• Task to complete: Show all lines from the material that carry the word "Duration".

[Opening Records for this task section]

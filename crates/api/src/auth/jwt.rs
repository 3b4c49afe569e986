//! JWT token generation and validation

use jsonwebtoken::{decode, encode, Algorithm, DecodingKey, EncodingKey, Header, Validation};
use serde::{Deserialize, Serialize};
use time::{Duration, OffsetDateTime};
use uuid::Uuid;

use pharmachat_shared::ParticipantRole;

/// JWT claims structure for PharmaChat-issued tokens
#[derive(Debug, Clone, Serialize, Deserialize)]
pub struct Claims {
    /// Subject (user ID)
    pub sub: Uuid,
    /// Display name
    pub name: String,
    /// Participant role
    pub role: ParticipantRole,
    /// Issued at
    pub iat: i64,
    /// Expiration
    pub exp: i64,
}

/// JWT manager for token operations
#[derive(Clone)]
pub struct JwtManager {
    encoding_key: EncodingKey,
    decoding_key: DecodingKey,
    access_token_expiry_hours: i64,
}

impl JwtManager {
    /// Create a new JWT manager
    pub fn new(secret: &str, access_token_expiry_hours: i64) -> Self {
        Self {
            encoding_key: EncodingKey::from_secret(secret.as_bytes()),
            decoding_key: DecodingKey::from_secret(secret.as_bytes()),
            access_token_expiry_hours,
        }
    }

    /// Generate an access token for a user
    pub fn generate_access_token(
        &self,
        user_id: Uuid,
        name: &str,
        role: ParticipantRole,
    ) -> Result<String, jsonwebtoken::errors::Error> {
        let now = OffsetDateTime::now_utc();
        let claims = Claims {
            sub: user_id,
            name: name.to_string(),
            role,
            iat: now.unix_timestamp(),
            exp: (now + Duration::hours(self.access_token_expiry_hours)).unix_timestamp(),
        };

        encode(&Header::new(Algorithm::HS256), &claims, &self.encoding_key)
    }

    /// Validate an access token and return its claims
    pub fn validate_access_token(
        &self,
        token: &str,
    ) -> Result<Claims, jsonwebtoken::errors::Error> {
        let validation = Validation::new(Algorithm::HS256);
        let data = decode::<Claims>(token, &self.decoding_key, &validation)?;
        Ok(data.claims)
    }
}

#[cfg(test)]
mod tests {
    use super::*;

    fn manager() -> JwtManager {
        JwtManager::new("test-secret-that-is-long-enough-for-hs256", 24)
    }

    #[test]
    fn test_token_round_trip() {
        let m = manager();
        let user_id = Uuid::new_v4();
        let token = m
            .generate_access_token(user_id, "Agent A", ParticipantRole::Agent)
            .unwrap();

        let claims = m.validate_access_token(&token).unwrap();
        assert_eq!(claims.sub, user_id);
        assert_eq!(claims.name, "Agent A");
        assert_eq!(claims.role, ParticipantRole::Agent);
    }

    #[test]
    fn test_invalid_token_rejected() {
        let m = manager();
        assert!(m.validate_access_token("not-a-token").is_err());
    }

    #[test]
    fn test_wrong_secret_rejected() {
        let m = manager();
        let other = JwtManager::new("another-secret-that-is-also-long-enough", 24);
        let token = m
            .generate_access_token(Uuid::new_v4(), "x", ParticipantRole::Customer)
            .unwrap();
        assert!(other.validate_access_token(&token).is_err());
    }
}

[Closing Records for this task section]

• Exercise response:
use time::{Duration, OffsetDateTime};
            exp: (now + Duration::hours(self.access_token_expiry_hours)).unix_timestamp(),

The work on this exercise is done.